» What is required:
Using the data below, please return every line exactly as given.

Collected data entries:
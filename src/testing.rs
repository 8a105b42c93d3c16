//! Scripted collaborators for unit tests.

use std::collections::{HashMap, HashSet};
use std::path::PathBuf;
use std::sync::Mutex;
use std::time::Duration;

use async_trait::async_trait;

use crate::browser::{ChannelBrowser, ElementInfo};
use crate::error::{BrowserError, StoreError};
use crate::models::VideoLinkRecord;
use crate::resolver::LinkResolver;
use crate::storage::RecordStore;

/// A fake channel site: a search result, a listing revealed in steps, and watch pages.
#[derive(Default)]
pub(crate) struct ScriptedBrowser {
    videos: Vec<ElementInfo>,
    /// Number of listed videos after each reveal step; the last value repeats.
    steps: Vec<usize>,
    stage: usize,
    reveals: usize,
    channels: Vec<(String, String)>,
    pages: HashMap<String, String>,
    failing: HashSet<String>,
    expand_fails: bool,
    current: String,
    visited: Vec<String>,
    closed: bool,
}

impl ScriptedBrowser {
    /// A channel with `count` videos, newest ("Video {count}") first.
    pub fn channel(count: usize, steps: &[usize]) -> Self {
        let videos = (1..=count)
            .rev()
            .map(|n| {
                ElementInfo::new(format!("Video {}", n), Some(format!("/watch?v=vid{}", n).as_str()))
            })
            .collect();
        Self {
            videos,
            steps: steps.to_vec(),
            ..Default::default()
        }
    }

    /// Add a channel to the search results; results keep the order they were added in.
    pub fn with_channel(mut self, name: &str, url: &str) -> Self {
        self.channels.push((name.to_string(), url.to_string()));
        self
    }

    pub fn with_page(mut self, url: &str, html: &str) -> Self {
        self.pages.insert(url.to_string(), html.to_string());
        self
    }

    /// Make navigation to `url` fail.
    pub fn failing(mut self, url: &str) -> Self {
        self.failing.insert(url.to_string());
        self
    }

    /// Make every click on the expand control fail.
    pub fn failing_expand(mut self) -> Self {
        self.expand_fails = true;
        self
    }

    pub fn reveals(&self) -> usize {
        self.reveals
    }

    pub fn visited(&self) -> &[String] {
        &self.visited
    }

    pub fn is_closed(&self) -> bool {
        self.closed
    }

    fn listed(&self) -> usize {
        let revealed = self
            .steps
            .get(self.stage)
            .or(self.steps.last())
            .copied()
            .unwrap_or(0);
        revealed.min(self.videos.len())
    }

    fn on_search_page(&self) -> bool {
        self.current.contains("/results?search_query=")
    }
}

#[async_trait]
impl ChannelBrowser for ScriptedBrowser {
    async fn navigate(&mut self, url: &str) -> Result<(), BrowserError> {
        if self.failing.contains(url) {
            return Err(BrowserError::Navigation {
                url: url.to_string(),
                message: "net::ERR_CONNECTION_RESET".to_string(),
            });
        }
        self.visited.push(url.to_string());
        self.current = url.to_string();
        self.stage = 0;
        Ok(())
    }

    async fn current_url(&mut self) -> Result<String, BrowserError> {
        Ok(self.current.clone())
    }

    async fn page_source(&mut self) -> Result<String, BrowserError> {
        Ok(self
            .pages
            .get(&self.current)
            .cloned()
            .unwrap_or_else(|| "<html><body></body></html>".to_string()))
    }

    async fn find_all_by_id(&mut self, id: &str) -> Result<Vec<ElementInfo>, BrowserError> {
        Ok(match id {
            "video-title" => self.videos[..self.listed()].to_vec(),
            "channel-title" if self.on_search_page() => self
                .channels
                .iter()
                .map(|(name, _)| ElementInfo::new(name.clone(), None))
                .collect(),
            _ => Vec::new(),
        })
    }

    async fn click_first_by_id(&mut self, id: &str) -> Result<bool, BrowserError> {
        if id != "channel-title" || !self.on_search_page() {
            return Ok(false);
        }
        match self.channels.first().cloned() {
            Some((_, url)) => {
                self.current = url;
                Ok(true)
            }
            None => Ok(false),
        }
    }

    async fn click_by_class(
        &mut self,
        _class: &str,
        _timeout: Duration,
    ) -> Result<bool, BrowserError> {
        if self.expand_fails {
            return Err(BrowserError::Protocol("element is not clickable".to_string()));
        }
        Ok(self.pages.contains_key(&self.current))
    }

    async fn send_end_key(&mut self) -> Result<(), BrowserError> {
        self.reveals += 1;
        if self.stage + 1 < self.steps.len() {
            self.stage += 1;
        }
        Ok(())
    }

    async fn close(&mut self) {
        self.closed = true;
    }
}

/// Resolver answering from a fixed table; unknown links come back unchanged.
#[derive(Default)]
pub(crate) struct TableResolver {
    table: HashMap<String, String>,
    asked: Mutex<Vec<String>>,
}

impl TableResolver {
    pub fn with(pairs: &[(&str, &str)]) -> Self {
        Self {
            table: pairs
                .iter()
                .map(|(k, v)| (k.to_string(), v.to_string()))
                .collect(),
            asked: Mutex::new(Vec::new()),
        }
    }

    pub fn asked(&self) -> Vec<String> {
        self.asked.lock().unwrap().clone()
    }
}

#[async_trait]
impl LinkResolver for TableResolver {
    async fn resolve(&self, display_text: &str) -> String {
        self.asked.lock().unwrap().push(display_text.to_string());
        self.table
            .get(display_text)
            .cloned()
            .unwrap_or_else(|| display_text.to_string())
    }
}

/// Record store kept in memory, counting writes.
#[derive(Default)]
pub(crate) struct MemoryStore {
    files: Mutex<HashMap<String, Vec<VideoLinkRecord>>>,
    writes: Mutex<usize>,
}

impl MemoryStore {
    pub fn with(channel: &str, records: Vec<VideoLinkRecord>) -> Self {
        let store = Self::default();
        store
            .files
            .lock()
            .unwrap()
            .insert(channel.to_string(), records);
        store
    }

    pub fn records(&self, channel: &str) -> Option<Vec<VideoLinkRecord>> {
        self.files.lock().unwrap().get(channel).cloned()
    }

    pub fn writes(&self) -> usize {
        *self.writes.lock().unwrap()
    }
}

impl RecordStore for MemoryStore {
    fn load(&self, channel: &str) -> Result<Option<Vec<VideoLinkRecord>>, StoreError> {
        Ok(self.records(channel))
    }

    fn persist(&self, channel: &str, records: &[VideoLinkRecord]) -> Result<PathBuf, StoreError> {
        self.files
            .lock()
            .unwrap()
            .insert(channel.to_string(), records.to_vec());
        *self.writes.lock().unwrap() += 1;
        Ok(PathBuf::from(format!("{}.csv", channel)))
    }
}
//! Command line interface.

mod commands;
mod helpers;

pub use commands::{is_verbose, run, Cli};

» Solution for this problem:
filename src/testing.rs
repository 8a105b42c93d3c16
//! Scripted collaborators for unit tests.

use std::collections::{HashMap, HashSet};
use std::path::PathBuf;
use std::sync::Mutex;
use std::time::Duration;

use async_trait::async_trait;

use crate::browser::{ChannelBrowser, ElementInfo};
use crate::error::{BrowserError, StoreError};
use crate::models::VideoLinkRecord;
use crate::resolver::LinkResolver;
use crate::storage::RecordStore;

/// A fake channel site: a search result, a listing revealed in steps, and watch pages.
#[derive(Default)]
pub(crate) struct ScriptedBrowser {
    videos: Vec<ElementInfo>,
    /// Number of listed videos after each reveal step; the last value repeats.
    steps: Vec<usize>,
    stage: usize,
    reveals: usize,
    channels: Vec<(String, String)>,
    pages: HashMap<String, String>,
    failing: HashSet<String>,
    expand_fails: bool,
    current: String,
    visited: Vec<String>,
    closed: bool,
}

impl ScriptedBrowser {
    /// A channel with `count` videos, newest ("Video {count}") first.
    pub fn channel(count: usize, steps: &[usize]) -> Self {
        let videos = (1..=count)
            .rev()
            .map(|n| {
                ElementInfo::new(format!("Video {}", n), Some(format!("/watch?v=vid{}", n).as_str()))
            })
            .collect();
        Self {
            videos,
            steps: steps.to_vec(),
            ..Default::default()
        }
    }

    /// Add a channel to the search results; results keep the order they were added in.
    pub fn with_channel(mut self, name: &str, url: &str) -> Self {
        self.channels.push((name.to_string(), url.to_string()));
        self
    }

    pub fn with_page(mut self, url: &str, html: &str) -> Self {
        self.pages.insert(url.to_string(), html.to_string());
        self
    }

    /// Make navigation to `url` fail.
    pub fn failing(mut self, url: &str) -> Self {
        self.failing.insert(url.to_string());
        self
    }

    /// Make every click on the expand control fail.
    pub fn failing_expand(mut self) -> Self {
        self.expand_fails = true;
        self
    }

    pub fn reveals(&self) -> usize {
        self.reveals
    }

    pub fn visited(&self) -> &[String] {
        &self.visited
    }

    pub fn is_closed(&self) -> bool {
        self.closed
    }

    fn listed(&self) -> usize {
        let revealed = self
            .steps
            .get(self.stage)
            .or(self.steps.last())
            .copied()
            .unwrap_or(0);
        revealed.min(self.videos.len())
    }

    fn on_search_page(&self) -> bool {
        self.current.contains("/results?search_query=")
    }
}

#[async_trait]
impl ChannelBrowser for ScriptedBrowser {
    async fn navigate(&mut self, url: &str) -> Result<(), BrowserError> {
        if self.failing.contains(url) {
            return Err(BrowserError::Navigation {
                url: url.to_string(),
                message: "net::ERR_CONNECTION_RESET".to_string(),
            });
        }
        self.visited.push(url.to_string());
        self.current = url.to_string();
        self.stage = 0;
        Ok(())
    }

    async fn current_url(&mut self) -> Result<String, BrowserError> {
        Ok(self.current.clone())
    }

    async fn page_source(&mut self) -> Result<String, BrowserError> {
        Ok(self
            .pages
            .get(&self.current)
            .cloned()
            .unwrap_or_else(|| "<html><body></body></html>".to_string()))
    }

    async fn find_all_by_id(&mut self, id: &str) -> Result<Vec<ElementInfo>, BrowserError> {
        Ok(match id {
            "video-title" => self.videos[..self.listed()].to_vec(),
            "channel-title" if self.on_search_page() => self
                .channels
                .iter()
                .map(|(name, _)| ElementInfo::new(name.clone(), None))
                .collect(),
            _ => Vec::new(),
        })
    }

    async fn click_first_by_id(&mut self, id: &str) -> Result<bool, BrowserError> {
        if id != "channel-title" || !self.on_search_page() {
            return Ok(false);
        }
        match self.channels.first().cloned() {
            Some((_, url)) => {
                self.current = url;
                Ok(true)
            }
            None => Ok(false),
        }
    }

    async fn click_by_class(
        &mut self,
        _class: &str,
        _timeout: Duration,
    ) -> Result<bool, BrowserError> {
        if self.expand_fails {
            return Err(BrowserError::Protocol("element is not clickable".to_string()));
        }
        Ok(self.pages.contains_key(&self.current))
    }

    async fn send_end_key(&mut self) -> Result<(), BrowserError> {
        self.reveals += 1;
        if self.stage + 1 < self.steps.len() {
            self.stage += 1;
        }
        Ok(())
    }

    async fn close(&mut self) {
        self.closed = true;
    }
}

/// Resolver answering from a fixed table; unknown links come back unchanged.
#[derive(Default)]
pub(crate) struct TableResolver {
    table: HashMap<String, String>,
    asked: Mutex<Vec<String>>,
}

impl TableResolver {
    pub fn with(pairs: &[(&str, &str)]) -> Self {
        Self {
            table: pairs
                .iter()
                .map(|(k, v)| (k.to_string(), v.to_string()))
                .collect(),
            asked: Mutex::new(Vec::new()),
        }
    }

    pub fn asked(&self) -> Vec<String> {
        self.asked.lock().unwrap().clone()
    }
}

#[async_trait]
impl LinkResolver for TableResolver {
    async fn resolve(&self, display_text: &str) -> String {
        self.asked.lock().unwrap().push(display_text.to_string());
        self.table
            .get(display_text)
            .cloned()
            .unwrap_or_else(|| display_text.to_string())
    }
}

/// Record store kept in memory, counting writes.
#[derive(Default)]
pub(crate) struct MemoryStore {
    files: Mutex<HashMap<String, Vec<VideoLinkRecord>>>,
    writes: Mutex<usize>,
}

impl MemoryStore {
    pub fn with(channel: &str, records: Vec<VideoLinkRecord>) -> Self {
        let store = Self::default();
        store
            .files
            .lock()
            .unwrap()
            .insert(channel.to_string(), records);
        store
    }

    pub fn records(&self, channel: &str) -> Option<Vec<VideoLinkRecord>> {
        self.files.lock().unwrap().get(channel).cloned()
    }

    pub fn writes(&self) -> usize {
        *self.writes.lock().unwrap()
    }
}

impl RecordStore for MemoryStore {
    fn load(&self, channel: &str) -> Result<Option<Vec<VideoLinkRecord>>, StoreError> {
        Ok(self.records(channel))
    }

    fn persist(&self, channel: &str, records: &[VideoLinkRecord]) -> Result<PathBuf, StoreError> {
        self.files
            .lock()
            .unwrap()
            .insert(channel.to_string(), records.to_vec());
        *self.writes.lock().unwrap() += 1;
        Ok(PathBuf::from(format!("{}.csv", channel)))
    }
}
//! Command line interface.

mod commands;
mod helpers;

pub use commands::{is_verbose, run, Cli};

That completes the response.